8. Station: Strandgang auf der Isla Robinson Crusoe Insel der Wenigen

Ein Streifzug über die Isla Robinson Crusoe, deren Bewohner heute von der Erinnerung an den Gestrandeten leben.

Von Klaus Podak

Valparaíso und den südamerikanischen Kontinent hinter sich zu lassen, stramm westwärts zu fahren, das bedeutet für den Weltreisenden, endlich ganz, ganz lange in der Weite des Pazifiks zu verschwinden - Seetage lang ohne Land in Sicht. Ein Abenteuer hatte begonnen. Zum Abenteuer gehört ein Gefühl von Unsicherheit, dem man sich mit Lust, voller Erwartungen ausgeliefert hat. Der auf seinem Schiff rundum verwöhnte Passagier sieht auf einmal mehr, hört mehr. Alles wird zum Zeichen, das gedeutet werden muss. Schaumkronen, lange Dünung, Wolkenwechsel, Wasserfarbenveränderungen - alles spricht in einer fremden Sprache. Und doch ist das alles schön, dieses Ungewisse.

Für einige Passagiere war in Valparaíso Endstation der Weltreise.

(Foto: Foto: Chile Tourismus)

Natürlich ist das ein Spiel. Aber ein unvermeidliches. Alle an Bord spielen mit in der Gemeinschaft der Abenteurer. Mal sorgenvoll, wenn kleine Regenvorhänge plötzlich in weiter Ferne vorüberziehen. Mal mutig das Fernglas vor Augen, wenn das Licht undeutlich Ereignisse in den Wassern vorspiegelt. Es ist auch deshalb ein Spiel, weil unser Schiff MS Deutschland ein sehr modernes, ein ganz sicher gebautes ist. Wir vertrauen unserem Kapitän, der sich unter die Leute mischt, der sich aufs Scherzen versteht - und doch den zuverlässigen Eindruck von Ernsthaftigkeit nie vermissen lässt.

Ingwer bestellen, vorsichtshalber!

Aber dieser, sich jetzt über dem Stillen Ozean ausbreitende Hauch von Abenteuer ist genau das, was wir mit unserer Bordkarte zugleich miterwerben wollten. Wir wären enttäuscht, wenn das bewegte Weltmeer nicht manchmal das Schiff ins Schwanken brächte, so dass sich einige Mitreisende mit Seekrankheitstabletten versorgen. Stolz sagen wir: "Wir brauchen das noch nicht." Und tauschen Tipps aus. Ingwer soll gut sein. Doch wo gibt es jetzt Ingwer? Die Schiffsküche hat welchen. Wir ordern Ingwer, vorsichtshalber.
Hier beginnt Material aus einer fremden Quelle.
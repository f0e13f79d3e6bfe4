use serde_json::{Map, Value};
use std::collections::HashMap;
use std::fmt;
use std::net::SocketAddr;

#[derive(Eq, Hash, PartialEq, Copy, Clone, Debug, Default)]
pub enum Method {
    #[default]
    GET,
    POST,
    PUT,
    DELETE,
    HEAD,
    CONNECT,
    OPTIONS,
    TRACE,
    PATCH,
}

impl Method {
    /// Parses a request-line method token. Method names are case-sensitive.
    pub fn from_string(s: &str) -> Option<Method> {
        match s {
            "GET" => Some(Method::GET),
            "POST" => Some(Method::POST),
            "PUT" => Some(Method::PUT),
            "DELETE" => Some(Method::DELETE),
            "HEAD" => Some(Method::HEAD),
            "CONNECT" => Some(Method::CONNECT),
            "OPTIONS" => Some(Method::OPTIONS),
            "TRACE" => Some(Method::TRACE),
            "PATCH" => Some(Method::PATCH),
            _ => None,
        }
    }

    pub fn as_str(&self) -> &'static str {
        match self {
            Method::GET => "GET",
            Method::POST => "POST",
            Method::PUT => "PUT",
            Method::DELETE => "DELETE",
            Method::HEAD => "HEAD",
            Method::CONNECT => "CONNECT",
            Method::OPTIONS => "OPTIONS",
            Method::TRACE => "TRACE",
            Method::PATCH => "PATCH",
        }
    }
}

impl fmt::Display for Method {
    fn fmt(&self, f: &mut fmt::Formatter<'_>) -> fmt::Result {
        f.write_str(self.as_str())
    }
}

#[derive(Debug, Default)]
pub struct Body {
    pub(crate) content_type: String,
    pub(crate) data: Vec<u8>,
}

impl Body {
    pub fn content_type(&self) -> &str {
        &self.content_type
    }

    pub fn len(&self) -> usize {
        self.data.len()
    }

    pub fn is_empty(&self) -> bool {
        self.data.is_empty()
    }

    pub fn as_bytes(&self) -> &[u8] {
        &self.data
    }

    pub fn json<T>(&self) -> Option<T>
    where
        T: serde::de::DeserializeOwned,
    {
        if self.content_type.starts_with("application/json") {
            serde_json::from_slice(&self.data).ok()
        } else {
            None
        }
    }

    pub fn x_www_form_urlencoded<T>(&self) -> Option<T>
    where
        T: serde::de::DeserializeOwned,
    {
        if self.content_type.starts_with("application/x-www-form-urlencoded") {
            serde_json::from_value(Self::parse_urlencoded(&self.data)?).ok()
        } else {
            None
        }
    }

    fn parse_urlencoded(data: &[u8]) -> Option<Value> {
        let data_str = String::from_utf8_lossy(data);
        let mut json = Map::new();
        for pair in data_str.split('&').filter(|s| !s.is_empty()) {
            let (key, value) = pair.split_once('=').unwrap_or((pair, ""));
            let key = decode_component(key)?;
            let value = decode_component(value)?;
            json.insert(key, Value::String(value));
        }
        Some(Value::Object(json))
    }
}

/// Decodes one `application/x-www-form-urlencoded` component.
pub(crate) fn decode_component(raw: &str) -> Option<String> {
    let raw = raw.replace('+', " ");
    urlencoding::decode(&raw).ok().map(|s| s.into_owned())
}

/// An inbound HTTP request as read off the connection.
#[derive(Debug, Default)]
pub struct Request {
    pub method: Method,
    /// Request target exactly as sent, path plus query.
    pub uri: String,
    pub path: String,
    pub query: HashMap<String, String>,
    /// Protocol token from the request line, e.g. `HTTP/1.1`.
    pub proto: String,
    /// Header names are stored lower-cased.
    pub headers: HashMap<String, String>,
    pub content_length: u64,
    pub remote_addr: Option<SocketAddr>,
    pub body: Body,
}

impl Request {
    pub fn get_header(&self, key: &str) -> Option<&str> {
        match self.headers.get(key) {
            Some(v) => Some(v),
            None => self
                .headers
                .iter()
                .find(|(name, _)| name.eq_ignore_ascii_case(key))
                .map(|(_, v)| v.as_str()),
        }
    }

    pub fn get_query(&self, key: &str) -> Option<&str> {
        self.query.get(key).map(String::as_str)
    }

    /// Whether the client expects the connection to stay open after this
    /// request: on by default for HTTP/1.1, off for HTTP/1.0.
    pub fn wants_keep_alive(&self) -> bool {
        let connection = self.get_header("connection").unwrap_or("");
        let has = |token: &str| {
            connection
                .split(',')
                .any(|t| t.trim().eq_ignore_ascii_case(token))
        };
        if self.proto == "HTTP/1.0" {
            has("keep-alive")
        } else {
            !has("close")
        }
    }

    pub(crate) fn parse_query(query: &str) -> HashMap<String, String> {
        query
            .split('&')
            .filter(|s| !s.is_empty())
            .filter_map(|pair| {
                let mut parts = pair.splitn(2, '=');
                Some((
                    decode_component(parts.next()?)?,
                    decode_component(parts.next().unwrap_or(""))?,
                ))
            })
            .collect()
    }
}
//! Routing example for portico
//!
//! Demonstrates path parameters, query parameters, JSON bodies, mounted
//! routers, static files and a hijacked route.

use portico::{json, Application, Router};
use serde::{Deserialize, Serialize};
use tokio::io::AsyncWriteExt;

#[derive(Serialize, Deserialize)]
struct User {
    name: String,
    role: String,
}

fn main() {
    portico::logging::init("portico=debug");

    let mut app = Application::new();

    app.get("/", |ctx| {
        Box::pin(async move {
            let _ = ctx.write_string("Welcome to the portico demo server!");
        })
    });

    // Route with path parameter
    app.get("/users/:id", |ctx| {
        Box::pin(async move {
            let id = ctx.param("id").unwrap_or_default().to_string();
            let _ = ctx.write_string(&format!("User ID: {}", id));
        })
    });

    // Query parameter: /search?q=rust
    app.get("/search", |ctx| {
        Box::pin(async move {
            let q = ctx.query("q").unwrap_or("nothing").to_string();
            let _ = ctx.write_json(&json!({ "query": q }));
        })
    });

    // POST request with JSON body
    app.post("/users", |ctx| {
        Box::pin(async move {
            match ctx.request().body.json::<User>() {
                Some(user) => {
                    ctx.write_header(201);
                    let _ = ctx.write_json(&user);
                }
                None => {
                    ctx.write_header(400);
                    let _ = ctx.write_string("Invalid JSON body");
                }
            }
        })
    });

    // Group routes under /api prefix
    let mut api = Router::new();
    api.get("/status", |ctx| {
        Box::pin(async move {
            let _ = ctx.write_json(&json!({ "status": "operational", "version": "1.0.0" }));
        })
    });
    app.mount("/api", api);

    app.serve_files("/static/*filepath", "public");

    // Writes a raw HTTP response on the hijacked connection.
    app.hijack("/raw", |ctx| {
        Box::pin(async move {
            if let Some(conn) = ctx.hijacked() {
                let _ = conn
                    .write_all(b"HTTP/1.1 200 OK\r\nContent-Length: 3\r\nConnection: close\r\n\r\nraw")
                    .await;
            }
        })
    });

    app.listen("127.0.0.1:3000")
        .expect("Server failed to start")
}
In Valparaíso war wieder eine Teilreise, ein Stückchen dieser Weltreise zu Ende. Viele gingen von Bord, mussten aufhören, flogen zurück in winterkalte Heimaten. Genüsslich wurden von den Weiterfahrern jeden Tag die heimischen Temperaturen und die zur Zeit in Deutschland herrschenden Schneeverhältnisse kolportiert. Was konnten sie uns schon anhaben, hier, im Sommer der Südhalbkugel.

Noch drei Monate sind es bis nach Venedig. "Die Welt", schrieb der Philosoph Wittgenstein, "ist alles, was der Fall ist." Doch philosophischer Hintersinn ist den Abenteurern gar nicht so wichtig. Wir wollen das ganz Andere, das Überraschende, das nie Gesehene. Und wir sind zuversichtlich, dass wir es bekommen werden.

Das liegt auch an der Routenplanung. Welches Kreuzfahrtschiff kann sich schon rühmen, auf dem Weg in die Südsee hintereinander die Isla Robinson Crusoe, die Osterinsel und Pitcairn, das Inselchen, auf dem die Meuterer von der Bounty Zuflucht vor der britischen Admiralität fanden, auf einer Reise um die Welt angesteuert zu haben. Genau das ist uns aber versprochen worden.